Billy just sat there, trying to think about it. "Don't let them in anymore," he said. "Lock the doors and go to work."
Mother started to cry. "Billy, I can't stand it if you don't let them in. All those babies; all those twisted-up people, all those cancers and the fear of death in their faces, I can't stand it except that somehow, by some miracle, when they come in your room and touch you, they come out whole. I don't know how to turn them away. Jesus gave you a gift I didn't think existed in the world, but it didn't belong to you, Billy.
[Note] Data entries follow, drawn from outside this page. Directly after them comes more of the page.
//! Executor boundary.
//!
//! The facade never talks to a database directly. It compiles conditions, then hands a
//! request (`table name + column values + predicate template + ordered parameters`) to a
//! [`TableExecutor`], which owns statement execution, row streaming, transactions and
//! cancellation. Rows come back as ordered column → value maps ([`Row`]).
//!
//! Two executors ship with the crate:
//!
//! - [`PostgresExecutor`] over a `may_postgres::Client`
//! - [`MemoryExecutor`], an in-process store that evaluates compiled predicates

use std::fmt;
use std::sync::Arc;

use may_postgres::Error as PostgresError;

use crate::condition::{Dialect, Predicate};
use crate::value::Value;

pub mod memory;
pub mod postgres;
pub mod sql;

pub use memory::MemoryExecutor;
pub use postgres::PostgresExecutor;

/// Error reported by an executor.
#[derive(Debug)]
pub enum ExecutionError {
    /// `PostgreSQL` error from `may_postgres`
    PostgresError(PostgresError),
    /// Statement rejected (unknown column, malformed predicate, constraint violation)
    QueryError(String),
    /// Result row could not be decoded
    ParseError(String),
    /// The addressed table does not exist
    TableNotFound(String),
    /// `DROP TABLE` failed
    DropTableFailed { table: String, reason: String },
    /// Other execution errors
    Other(String),
}

impl fmt::Display for ExecutionError {
    fn fmt(&self, f: &mut fmt::Formatter<'_>) -> fmt::Result {
        match self {
            ExecutionError::PostgresError(e) => write!(f, "PostgreSQL error: {e}"),
            ExecutionError::QueryError(s) => write!(f, "Query error: {s}"),
            ExecutionError::ParseError(s) => write!(f, "Parse error: {s}"),
            ExecutionError::TableNotFound(t) => write!(f, "relation \"{t}\" does not exist"),
            ExecutionError::DropTableFailed { table, reason } => {
                write!(f, "drop table failed for \"{table}\": {reason}")
            }
            ExecutionError::Other(s) => write!(f, "Execution error: {s}"),
        }
    }
}

impl std::error::Error for ExecutionError {
    fn source(&self) -> Option<&(dyn std::error::Error + 'static)> {
        match self {
            ExecutionError::PostgresError(e) => Some(e),
            _ => None,
        }
    }
}

impl From<PostgresError> for ExecutionError {
    fn from(err: PostgresError) -> Self {
        ExecutionError::PostgresError(err)
    }
}

/// Ordered column → value map of one result row.
#[derive(Debug, Clone, PartialEq, Default)]
pub struct Row {
    cells: Vec<(String, Value)>,
}

impl Row {
    pub fn new() -> Self {
        Self::default()
    }

    /// Builder-style [`Row::push`].
    #[must_use]
    pub fn with(mut self, column: impl Into<String>, value: impl Into<Value>) -> Self {
        self.push(column, value);
        self
    }

    /// Append a cell, or replace the value of an existing column in place.
    pub fn push(&mut self, column: impl Into<String>, value: impl Into<Value>) {
        let column = column.into();
        let value = value.into();
        match self.cells.iter_mut().find(|(c, _)| *c == column) {
            Some((_, existing)) => *existing = value,
            None => self.cells.push((column, value)),
        }
    }

    pub fn get(&self, column: &str) -> Option<&Value> {
        self.cells.iter().find(|(c, _)| c == column).map(|(_, v)| v)
    }

    pub fn columns(&self) -> impl Iterator<Item = &str> {
        self.cells.iter().map(|(c, _)| c.as_str())
    }

    pub fn iter(&self) -> impl Iterator<Item = (&str, &Value)> {
        self.cells.iter().map(|(c, v)| (c.as_str(), v))
    }

    pub fn len(&self) -> usize {
        self.cells.len()
    }

    pub fn is_empty(&self) -> bool {
        self.cells.is_empty()
    }
}

impl IntoIterator for Row {
    type Item = (String, Value);
    type IntoIter = std::vec::IntoIter<(String, Value)>;

    fn into_iter(self) -> Self::IntoIter {
        self.cells.into_iter()
    }
}

impl FromIterator<(String, Value)> for Row {
    fn from_iter<I: IntoIterator<Item = (String, Value)>>(iter: I) -> Self {
        let mut row = Row::new();
        for (column, value) in iter {
            row.push(column, value);
        }
        row
    }
}

/// `INSERT` of one row.
#[derive(Debug, Clone, Copy)]
pub struct InsertRequest<'a> {
    pub table_name: &'a str,
    pub values: &'a [(String, Value)],
}

/// `SELECT` of every column, optionally filtered.
#[derive(Debug, Clone, Copy)]
pub struct SelectRequest<'a> {
    pub table_name: &'a str,
    pub predicate: Option<&'a Predicate>,
}

/// `UPDATE ... SET ... WHERE`.
///
/// The predicate's placeholders are numbered after the SET values
/// (`predicate.first_index() == values.len() + 1`).
#[derive(Debug, Clone, Copy)]
pub struct UpdateRequest<'a> {
    pub table_name: &'a str,
    pub values: &'a [(String, Value)],
    pub predicate: &'a Predicate,
}

/// `DELETE`, optionally filtered.
#[derive(Debug, Clone, Copy)]
pub struct DeleteRequest<'a> {
    pub table_name: &'a str,
    pub predicate: Option<&'a Predicate>,
}

/// Turns compiled requests into row operations.
///
/// Implementations must bind `predicate.params()` in order and return rows in the
/// order the store yields them.
pub trait TableExecutor {
    /// Placeholder/quoting convention predicates must be compiled in.
    fn dialect(&self) -> Dialect;

    /// Insert one row. Returns the stored row (with server-assigned values) when the
    /// store can echo it.
    ///
    /// # Errors
    ///
    /// Returns `ExecutionError` if the statement fails.
    fn insert(&self, request: &InsertRequest<'_>) -> Result<Option<Row>, ExecutionError>;

    /// # Errors
    ///
    /// Returns `ExecutionError` if the statement fails.
    fn select(&self, request: &SelectRequest<'_>) -> Result<Vec<Row>, ExecutionError>;

    /// Returns the number of rows affected.
    ///
    /// # Errors
    ///
    /// Returns `ExecutionError` if the statement fails, including unknown columns.
    fn update(&self, request: &UpdateRequest<'_>) -> Result<u64, ExecutionError>;

    /// Returns the number of rows affected.
    ///
    /// # Errors
    ///
    /// Returns `ExecutionError` if the statement fails.
    fn delete(&self, request: &DeleteRequest<'_>) -> Result<u64, ExecutionError>;

    /// # Errors
    ///
    /// Returns `ExecutionError` if the lookup fails.
    fn table_exists(&self, table_name: &str) -> Result<bool, ExecutionError>;

    /// # Errors
    ///
    /// Returns `ExecutionError::DropTableFailed` when the table does not exist or
    /// cannot be dropped.
    fn drop_table(&self, table_name: &str) -> Result<(), ExecutionError>;
}

impl<E: TableExecutor + ?Sized> TableExecutor for &E {
    fn dialect(&self) -> Dialect {
        (**self).dialect()
    }

    fn insert(&self, request: &InsertRequest<'_>) -> Result<Option<Row>, ExecutionError> {
        (**self).insert(request)
    }

    fn select(&self, request: &SelectRequest<'_>) -> Result<Vec<Row>, ExecutionError> {
        (**self).select(request)
    }

    fn update(&self, request: &UpdateRequest<'_>) -> Result<u64, ExecutionError> {
        (**self).update(request)
    }

    fn delete(&self, request: &DeleteRequest<'_>) -> Result<u64, ExecutionError> {
        (**self).delete(request)
    }

    fn table_exists(&self, table_name: &str) -> Result<bool, ExecutionError> {
        (**self).table_exists(table_name)
    }

    fn drop_table(&self, table_name: &str) -> Result<(), ExecutionError> {
        (**self).drop_table(table_name)
    }
}

impl<E: TableExecutor + ?Sized> TableExecutor for Arc<E> {
    fn dialect(&self) -> Dialect {
        (**self).dialect()
    }

    fn insert(&self, request: &InsertRequest<'_>) -> Result<Option<Row>, ExecutionError> {
        (**self).insert(request)
    }

    fn select(&self, request: &SelectRequest<'_>) -> Result<Vec<Row>, ExecutionError> {
        (**self).select(request)
    }

    fn update(&self, request: &UpdateRequest<'_>) -> Result<u64, ExecutionError> {
        (**self).update(request)
    }

    fn delete(&self, request: &DeleteRequest<'_>) -> Result<u64, ExecutionError> {
        (**self).delete(request)
    }

    fn table_exists(&self, table_name: &str) -> Result<bool, ExecutionError> {
        (**self).table_exists(table_name)
    }

    fn drop_table(&self, table_name: &str) -> Result<(), ExecutionError> {
        (**self).drop_table(table_name)
    }
}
It belongs to them."
"I touch myself every day," Billy whispered, "and I never get better."
From then on Mother only took half of whatever people offered, and only after they were healed, so people wouldn't get the idea that the healing depended on the money. That way she was able to scrape up enough to keep the roof over their heads and food on the table. "There's a lot less thankful money than bribe money in the world," she said to Billy. Billy just ate, being careful not to spill hot soup on his lap, because he'd never know if he scalded himself.
Then one day the TV cameras came, and the movie cameras, and set up on the lawn and in, the street outside.
"What the hell are you doing?" demanded Billy's mother.
"Bucky Fay's coming to meet the crippled healer," said the movie man. "We want to have this for Bucky Fay's show."
"If you try to bring one little camera inside our house I'll have the police on you."
"The public's got a right to know," said the man, pointing the camera at her.
"The public's got a right to kiss my ass," said Mother, and she went back into the house and told everybody to go away and come back tomorrow, they were locking up the house for the day.
Mother and Billy watched through the lacy curtains while Bucky Fay got out of his limousine and waved at the cameras and the people crowded around in the street.
"Don't let him in, Mother," said Billy.
Bucky Fay knocked on the door.
"Don't answer," said Billy.
Bucky Fay knocked and knocked. Then he gestured to the cameramen and they all went back to their vans and all of Bucky Fay's helpers went back to their cars and the police held the crowd far away, and Bucky Fay started talking.